Les prochaines Coupe du Monde de football vont avoir lieu en Russie en 2018 et au Qatar en 2022. Ce qui réjouit l’ancien journaliste Jérôme Valcke devenu secrétaire général de la Fifa. Comme le précise le livre Comment ils nous ont volé le football : « Un moindre niveau de démocratie est parfois préférable pour organiser une Coupe du monde, déclare-t-il ainsi.

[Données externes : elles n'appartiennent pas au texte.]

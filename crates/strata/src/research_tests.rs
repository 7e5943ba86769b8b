//! Tests for the deep-research workflow

#[cfg(test)]
mod tests {
    use std::{
        path::Path,
        sync::{
            atomic::{AtomicUsize, Ordering},
            Arc,
        },
    };

    use crate::{
        config::ResearchConfig,
        error::StrataError,
        events::{LifecycleEvent, RequestEvents},
        llm::{ProviderError, ProviderReply},
        modes::{self, CognitiveTier},
        request::Request,
        research::{
            prompts::{
                TASK_CHART_CODE, TASK_CHART_PLAN, TASK_CHART_REPAIR, TASK_COMPLETENESS,
                TASK_OUTLINE, TASK_REPORT, TASK_SEARCH_TASKS, TASK_SYNTHESIS,
            },
            report::{METADATA_FILE, REPORT_FILE},
            DeepResearchWorkflow,
        },
        router::ComplexityRouter,
        runtime::{TaskContext, WorkflowStep},
        search::SearchError,
        testing::{client, reply, ScriptedProvider, ScriptedSandbox, ScriptedSearch},
    };

    const OUTLINE: &str = r#"{"title": "Solar in 2024", "sections": [
        {"title": "Market", "focus": "Installed capacity"},
        {"title": "Policy", "focus": "Subsidies"}
    ]}"#;

    const CHART_PLAN: &str = r#"{"charts": [
        {"title": "Capacity", "kind": "bar", "data_description": "GW per year", "section": "Market"},
        {"title": "Subsidy levels", "kind": "line", "section": "Policy"},
        {"title": "Cost split", "kind": "pie", "section": "Market"}
    ]}"#;

    const REPORT: &str = "# Solar in 2024\n\n## Market\nCapacity grew.\n\n![Capacity](chart://1)\n\n## Policy\nSubsidies shrank.\n\n## Sources\n[1] https://a.example";

    struct Script {
        sufficient: bool,
        charts: &'static str,
    }

    /// Answers each research step by its prompt marker. Search tasks get a
    /// fresh query per call so every iteration has something new to run.
    fn researcher(script: Script) -> Arc<ScriptedProvider> {
        let planned = Arc::new(AtomicUsize::new(0));
        Arc::new(ScriptedProvider::responding("researcher", move |prompt| {
            let text = if prompt.starts_with(TASK_OUTLINE) {
                OUTLINE.to_string()
            } else if prompt.starts_with(TASK_SEARCH_TASKS) {
                let n = planned.fetch_add(1, Ordering::SeqCst);
                format!(
                    r#"{{"tasks": [
                        {{"query": "solar capacity round {n}", "section": "market", "priority": "high"}},
                        {{"query": "solar subsidies round {n}", "section": "Policy"}}
                    ]}}"#
                )
            } else if prompt.starts_with(TASK_SYNTHESIS) {
                "Capacity grew while subsidies shrank.".to_string()
            } else if prompt.starts_with(TASK_COMPLETENESS) {
                format!(
                    r#"{{"sufficient": {}, "gaps": [], "rationale": "checked"}}"#,
                    script.sufficient
                )
            } else if prompt.starts_with(TASK_CHART_PLAN) {
                script.charts.to_string()
            } else if prompt.starts_with(TASK_CHART_CODE) {
                "```python\nplt.bar([2022, 2023], [1, 2])\n```".to_string()
            } else if prompt.starts_with(TASK_CHART_REPAIR) {
                "```python\nplt.plot([2022, 2023], [1, 2])\n```".to_string()
            } else if prompt.starts_with(TASK_REPORT) {
                REPORT.to_string()
            } else {
                return Err(ProviderError::InvalidRequest("unexpected prompt".to_string()));
            };
            Ok::<ProviderReply, ProviderError>(reply(text))
        }))
    }

    fn settings(output_dir: &Path) -> ResearchConfig {
        ResearchConfig {
            output_dir: output_dir.to_path_buf(),
            ..ResearchConfig::default()
        }
    }

    fn context(query: &str) -> TaskContext {
        let request = Request::new(query).with_mode(modes::DEEP_RESEARCH);
        let decision = ComplexityRouter::default().route(&request);
        let events = RequestEvents::new(request.trace_id);
        events.start(modes::DEEP_RESEARCH, CognitiveTier::Agentic);
        TaskContext::new(request, decision, events)
    }

    fn prompts_starting_with(provider: &ScriptedProvider, marker: &str) -> usize {
        provider
            .prompts()
            .iter()
            .filter(|p| p.starts_with(marker))
            .count()
    }

    fn progress_messages(ctx: &TaskContext) -> Vec<String> {
        ctx.events
            .snapshot()
            .into_iter()
            .filter_map(|event| match event {
                LifecycleEvent::Progress { message, .. } => Some(message),
                _ => None,
            })
            .collect()
    }

    #[tokio::test]
    async fn test_full_run_persists_report_bundle() {
        let temp = tempfile::tempdir().unwrap();
        let provider = researcher(Script {
            sufficient: true,
            charts: CHART_PLAN,
        });
        let search = Arc::new(ScriptedSearch::per_query(2));
        let sandbox = Arc::new(ScriptedSandbox::rendering());
        let workflow = DeepResearchWorkflow::new(
            client(&[provider.clone()]),
            search.clone(),
            settings(temp.path()),
        )
        .with_sandbox(sandbox.clone());

        let mut ctx = context("How did solar do in 2024?");
        let output = workflow.run(&mut ctx).await.unwrap();

        assert!(output.text.contains("![Capacity](artifacts/chart_01.png)"));
        assert!(!output.text.contains("chart://"));
        // Unplaced charts are embedded in their sections
        assert!(output.text.contains("artifacts/chart_03.png"));

        let dir = output.report_dir.unwrap();
        assert!(dir.starts_with(temp.path()));
        assert_eq!(std::fs::read_to_string(dir.join(REPORT_FILE)).unwrap(), output.text);
        for n in 1..=3 {
            assert!(dir.join(format!("artifacts/chart_{:02}.png", n)).exists());
        }

        let metadata: serde_json::Value =
            serde_json::from_slice(&std::fs::read(dir.join(METADATA_FILE)).unwrap()).unwrap();
        assert_eq!(metadata["iterations"], 1);
        assert_eq!(metadata["queries"].as_array().unwrap().len(), 2);
        assert_eq!(metadata["sources"].as_array().unwrap().len(), 4);
        assert_eq!(metadata["charts"].as_array().unwrap().len(), 3);
        assert_eq!(metadata["coverage"][0]["coverage"], "covered");
        assert_eq!(metadata["sandbox_degraded"], false);

        assert_eq!(search.calls(), 2);
        assert_eq!(sandbox.calls(), 3);
        assert_eq!(
            ctx.workflow.as_ref().and_then(|w| w.current_step()),
            Some(WorkflowStep::Persist)
        );
    }

    #[tokio::test]
    async fn test_degraded_sandbox_is_recorded_in_metadata() {
        let temp = tempfile::tempdir().unwrap();
        let provider = researcher(Script {
            sufficient: true,
            charts: CHART_PLAN,
        });
        let workflow = DeepResearchWorkflow::new(
            client(&[provider]),
            Arc::new(ScriptedSearch::per_query(2)),
            settings(temp.path()),
        )
        .with_sandbox(Arc::new(ScriptedSandbox::degraded()));

        // Runs on a spawned task, as the engine drives it
        let output = tokio::spawn(async move {
            let mut ctx = context("How did solar do in 2024?");
            workflow.run(&mut ctx).await
        })
        .await
        .unwrap()
        .unwrap();

        let dir = output.report_dir.unwrap();
        let metadata: serde_json::Value =
            serde_json::from_slice(&std::fs::read(dir.join(METADATA_FILE)).unwrap()).unwrap();
        assert_eq!(metadata["sandbox_degraded"], true);
        assert_eq!(metadata["charts"].as_array().unwrap().len(), 3);
    }

    #[tokio::test]
    async fn test_research_stops_after_max_iterations() {
        let temp = tempfile::tempdir().unwrap();
        let provider = researcher(Script {
            sufficient: false,
            charts: r#"{"charts": []}"#,
        });
        let search = Arc::new(ScriptedSearch::per_query(1));
        let workflow = DeepResearchWorkflow::new(
            client(&[provider.clone()]),
            search.clone(),
            ResearchConfig {
                max_iterations: 10,
                ..settings(temp.path())
            },
        );

        let mut ctx = context("solar");
        workflow.run(&mut ctx).await.unwrap();

        assert_eq!(prompts_starting_with(&provider, TASK_COMPLETENESS), 3);
        assert_eq!(search.calls(), 6);
        assert_eq!(ctx.workflow.as_ref().map(|w| w.iteration()), Some(3));
    }

    #[tokio::test]
    async fn test_query_budget_caps_research() {
        let temp = tempfile::tempdir().unwrap();
        let provider = researcher(Script {
            sufficient: false,
            charts: r#"{"charts": []}"#,
        });
        let search = Arc::new(ScriptedSearch::per_query(1));
        let workflow = DeepResearchWorkflow::new(
            client(&[provider.clone()]),
            search.clone(),
            ResearchConfig {
                max_total_queries: 3,
                queries_per_iteration: 2,
                ..settings(temp.path())
            },
        );

        let mut ctx = context("solar");
        workflow.run(&mut ctx).await.unwrap();

        assert_eq!(search.calls(), 3);
        assert_eq!(prompts_starting_with(&provider, TASK_COMPLETENESS), 2);
        // The high priority task wins the last slot
        assert!(search.queries().contains(&"solar capacity round 1".to_string()));
    }

    #[tokio::test]
    async fn test_charts_are_skipped_without_sandbox() {
        let temp = tempfile::tempdir().unwrap();
        let provider = researcher(Script {
            sufficient: true,
            charts: CHART_PLAN,
        });
        let workflow = DeepResearchWorkflow::new(
            client(&[provider.clone()]),
            Arc::new(ScriptedSearch::per_query(2)),
            settings(temp.path()),
        );

        let mut ctx = context("solar");
        let output = workflow.run(&mut ctx).await.unwrap();

        assert_eq!(prompts_starting_with(&provider, TASK_CHART_CODE), 0);
        assert!(!output.report_dir.unwrap().join("artifacts/chart_01.png").exists());
        assert!(progress_messages(&ctx)
            .iter()
            .any(|m| m.contains("no code sandbox")));
    }

    #[tokio::test]
    async fn test_unavailable_sandbox_skips_charts() {
        let temp = tempfile::tempdir().unwrap();
        let provider = researcher(Script {
            sufficient: true,
            charts: CHART_PLAN,
        });
        let sandbox = Arc::new(ScriptedSandbox::unavailable());
        let workflow = DeepResearchWorkflow::new(
            client(&[provider.clone()]),
            Arc::new(ScriptedSearch::per_query(2)),
            settings(temp.path()),
        )
        .with_sandbox(sandbox.clone());

        let mut ctx = context("solar");
        assert!(workflow.run(&mut ctx).await.is_ok());
        assert_eq!(sandbox.calls(), 0);
    }

    #[tokio::test]
    async fn test_failed_chart_gets_one_repair() {
        let temp = tempfile::tempdir().unwrap();
        let provider = researcher(Script {
            sufficient: true,
            charts: r#"{"charts": [{"title": "Capacity", "section": "Market"}]}"#,
        });
        let sandbox = Arc::new(
            ScriptedSandbox::rendering().then_raise("NameError: name 'data' is not defined"),
        );
        let workflow = DeepResearchWorkflow::new(
            client(&[provider.clone()]),
            Arc::new(ScriptedSearch::per_query(2)),
            settings(temp.path()),
        )
        .with_sandbox(sandbox.clone());

        let mut ctx = context("solar");
        let output = workflow.run(&mut ctx).await.unwrap();

        assert_eq!(sandbox.calls(), 2);
        assert!(sandbox.codes()[1].contains("plt.plot"));
        assert!(provider
            .prompts()
            .iter()
            .any(|p| p.starts_with(TASK_CHART_REPAIR) && p.contains("NameError")));
        assert!(output
            .report_dir
            .unwrap()
            .join("artifacts/chart_01.png")
            .exists());
    }

    #[tokio::test]
    async fn test_consecutive_chart_failures_abort_remaining_charts() {
        let temp = tempfile::tempdir().unwrap();
        let provider = researcher(Script {
            sufficient: true,
            charts: CHART_PLAN,
        });
        let sandbox = Arc::new(ScriptedSandbox::raising("ValueError: bad data"));
        let workflow = DeepResearchWorkflow::new(
            client(&[provider.clone()]),
            Arc::new(ScriptedSearch::per_query(2)),
            ResearchConfig {
                chart_failure_threshold: 2,
                ..settings(temp.path())
            },
        )
        .with_sandbox(sandbox.clone());

        let mut ctx = context("solar");
        let output = workflow.run(&mut ctx).await.unwrap();

        // Two charts, each tried and repaired once; the third never runs
        assert_eq!(sandbox.calls(), 4);
        assert_eq!(prompts_starting_with(&provider, TASK_CHART_CODE), 2);
        assert!(!output.text.contains("artifacts/chart_01.png"));
        assert!(output.report_dir.unwrap().join(REPORT_FILE).exists());
    }

    #[tokio::test]
    async fn test_search_outage_fails_the_attempt() {
        let temp = tempfile::tempdir().unwrap();
        let provider = researcher(Script {
            sufficient: true,
            charts: CHART_PLAN,
        });
        let workflow = DeepResearchWorkflow::new(
            client(&[provider.clone()]),
            Arc::new(ScriptedSearch::failing(SearchError::Transport(
                "connection reset".to_string(),
            ))),
            settings(temp.path()),
        );

        let mut ctx = context("solar");
        let err = workflow.run(&mut ctx).await.unwrap_err();

        assert!(matches!(err, StrataError::Search(_)));
        assert_eq!(
            ctx.workflow.as_ref().and_then(|w| w.current_step()),
            Some(WorkflowStep::Research)
        );
        assert_eq!(prompts_starting_with(&provider, TASK_REPORT), 0);
    }

    #[tokio::test]
    async fn test_unparseable_outline_uses_generic_sections() {
        let temp = tempfile::tempdir().unwrap();
        let provider = Arc::new(
            ScriptedProvider::responding("fallback", |prompt| {
                let text = if prompt.starts_with(TASK_COMPLETENESS) {
                    r#"{"sufficient": true}"#
                } else if prompt.starts_with(TASK_CHART_PLAN) {
                    r#"{"charts": []}"#
                } else {
                    "I would rather not answer in JSON."
                };
                Ok(reply(text))
            }),
        );
        let search = Arc::new(ScriptedSearch::per_query(2));
        let workflow = DeepResearchWorkflow::new(
            client(&[provider]),
            search.clone(),
            settings(temp.path()),
        );

        let mut ctx = context("solar");
        let output = workflow.run(&mut ctx).await.unwrap();

        // One derived query per generic section
        assert_eq!(search.calls(), 3);
        assert!(search.queries().iter().all(|q| q.starts_with("solar ")));
        assert_eq!(output.text, "I would rather not answer in JSON.");
    }
}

Quand on a un homme fort à la tête d’un État qui peut décider, comme pourra peut-être le faire Poutine en 2018, c’est plus facile pour nous les organisateurs qu’avec un pays comme l’Allemagne où il faut négocier à plusieurs niveaux. »
(1) Comment ils nous ont volé́ le football, de Antoine Dumini et François Ruffin, Fakir Éditions, 120 pages, 6 euros (+2€ de frais de port)
(2) En 1957, le club liégeois du Standard acquiert le premier joueur noir en provenance du Congo belge, Paul Bonga-Bonga sur proposition d’un journaliste sportif. Dans un premier temps, les supporters le surnomment Blanchette puis rapidement Bopaul.
(3) Rapport d’information n°484 (2013-2014) du 29 avril 2014 – par M. Stéphane Mazars, fait au nom de la Mission commune d’information sur le professionnel et les collectivités territoriales.